Saved entries
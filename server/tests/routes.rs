use axum::body::Body;
use axum::http::{Request, StatusCode};
use axum::Router;
use http_body_util::BodyExt;
use linkrank_core::persist::{DocMetadata, RawPaths};
use linkrank_server::{build_app, AppState};
use serde_json::{json, Value};
use std::path::Path;
use tempfile::tempdir;
use tower::ServiceExt;

async fn call(app: &Router, method: &str, uri: &str, body: Option<Value>) -> (StatusCode, Value) {
    let builder = Request::builder().method(method).uri(uri);
    let req = match body {
        Some(v) => builder.header("content-type", "application/json").body(Body::from(v.to_string())).unwrap(),
        None => builder.body(Body::empty()).unwrap(),
    };
    let resp = app.clone().oneshot(req).await.unwrap();
    let status = resp.status();
    let bytes = resp.into_body().collect().await.unwrap().to_bytes();
    let json = serde_json::from_slice(&bytes).unwrap_or(Value::Null);
    (status, json)
}

fn app_for(root: &Path) -> Router {
    build_app(AppState::new(root, root.join("index/index.db")))
}

fn write_corpus(raw_dir: &Path) {
    let raw = RawPaths::new(raw_dir);
    let meta = |url: &str, title: &str| DocMetadata { title: title.into(), url: Some(url.into()), ..Default::default() };
    raw.save_document(
        1,
        r#"<html><body><p>Rust crawlers fetch pages politely.</p><a href="/b">b</a></body></html>"#,
        &meta("http://corpus.test/a", "Crawlers"),
    )
    .unwrap();
    raw.save_document(
        2,
        r#"<html><body><p>Ranking pages with links and rust.</p><a href="/a">a</a></body></html>"#,
        &meta("http://corpus.test/b", "Ranking"),
    )
    .unwrap();
}

#[tokio::test]
async fn health_routes_answer() {
    let dir = tempdir().unwrap();
    let app = app_for(dir.path());
    for uri in ["/", "/health"] {
        let (status, body) = call(&app, "GET", uri, None).await;
        assert_eq!(status, StatusCode::OK);
        assert_eq!(body["status"], "ok");
    }
}

#[tokio::test]
async fn index_then_search_returns_fused_results() {
    let dir = tempdir().unwrap();
    write_corpus(&dir.path().join("corpus"));
    let app = app_for(dir.path());

    let (status, body) = call(&app, "POST", "/index", Some(json!({ "raw_dir": "corpus" }))).await;
    assert_eq!(status, StatusCode::OK, "{body}");
    assert_eq!(body["indexed_docs"], 2);
    assert_eq!(body["pagerank_docs"], 2);

    let (status, body) = call(&app, "POST", "/search", Some(json!({ "query": "Rust pages" }))).await;
    assert_eq!(status, StatusCode::OK);
    assert_eq!(body["page"], 1);
    assert_eq!(body["page_size"], 5);
    assert_eq!(body["total_results"], 2);
    let results = body["results"].as_array().unwrap();
    assert_eq!(results.len(), 2);
    for hit in results {
        assert!(hit["pagerank_norm"].as_f64().unwrap() <= 1.0);
        assert!(hit["snippet"].as_str().unwrap().contains("<b>"));
    }
}

#[tokio::test]
async fn indexing_a_missing_directory_is_a_bad_request() {
    let dir = tempdir().unwrap();
    let app = app_for(dir.path());
    let (status, body) = call(&app, "POST", "/index", Some(json!({ "raw_dir": "does-not-exist" }))).await;
    assert_eq!(status, StatusCode::BAD_REQUEST);
    assert!(body["error"].as_str().unwrap().contains("does-not-exist"));
}

#[tokio::test]
async fn searching_an_empty_index_finds_nothing() {
    let dir = tempdir().unwrap();
    let app = app_for(dir.path());
    let (status, body) = call(&app, "POST", "/search", Some(json!({ "query": "anything", "page_size": 3 }))).await;
    assert_eq!(status, StatusCode::OK);
    assert_eq!(body["total_results"], 0);
    assert_eq!(body["page_size"], 3);
    assert!(body["results"].as_array().unwrap().is_empty());
}

#[tokio::test]
async fn preprocess_reports_each_stage() {
    let dir = tempdir().unwrap();
    let app = app_for(dir.path());
    let (status, body) = call(&app, "POST", "/preprocess", Some(json!({ "raw_text": "The Crawlers are running!" }))).await;
    assert_eq!(status, StatusCode::OK);
    assert_eq!(body["normalized_text"], "the crawlers are running");
    assert_eq!(body["token_count"], 4);
    assert_eq!(body["filtered_tokens"], json!(["crawler", "run"]));
    assert_eq!(body["filtered_count"], 2);
}

#[tokio::test]
async fn crawl_requires_seeds() {
    let dir = tempdir().unwrap();
    let app = app_for(dir.path());
    let (status, _) = call(&app, "POST", "/crawl", Some(json!({ "seed_urls": [] }))).await;
    assert_eq!(status, StatusCode::BAD_REQUEST);
}

#[tokio::test(flavor = "multi_thread")]
async fn crawl_then_index_the_default_raw_directory() {
    let mut site = mockito::Server::new_async().await;
    let _home = site
        .mock("GET", "/")
        .with_status(200)
        .with_header("content-type", "text/html")
        .with_body("<html><head><title>Seed</title></head><body><p>Seed page about spiders.</p></body></html>")
        .create_async()
        .await;
    let dir = tempdir().unwrap();
    let app = app_for(dir.path());

    let (status, body) = call(&app, "POST", "/crawl", Some(json!({ "seed_urls": [site.url()], "max_pages": 1, "max_depth": 0 }))).await;
    assert_eq!(status, StatusCode::OK);
    assert_eq!(body["total_crawled"], 1);
    assert_eq!(body["files"].as_array().unwrap().len(), 1);

    let (status, body) = call(&app, "POST", "/index", None).await;
    assert_eq!(status, StatusCode::OK);
    assert_eq!(body["indexed_docs"], 1);
}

▸ **What is needed**
If the word "exist" is on a line above, return that line.

▸ **Exercise answer**
    let (status, body) = call(&app, "POST", "/index", Some(json!({ "raw_dir": "does-not-exist" }))).await;
    assert!(body["error"].as_str().unwrap().contains("does-not-exist"));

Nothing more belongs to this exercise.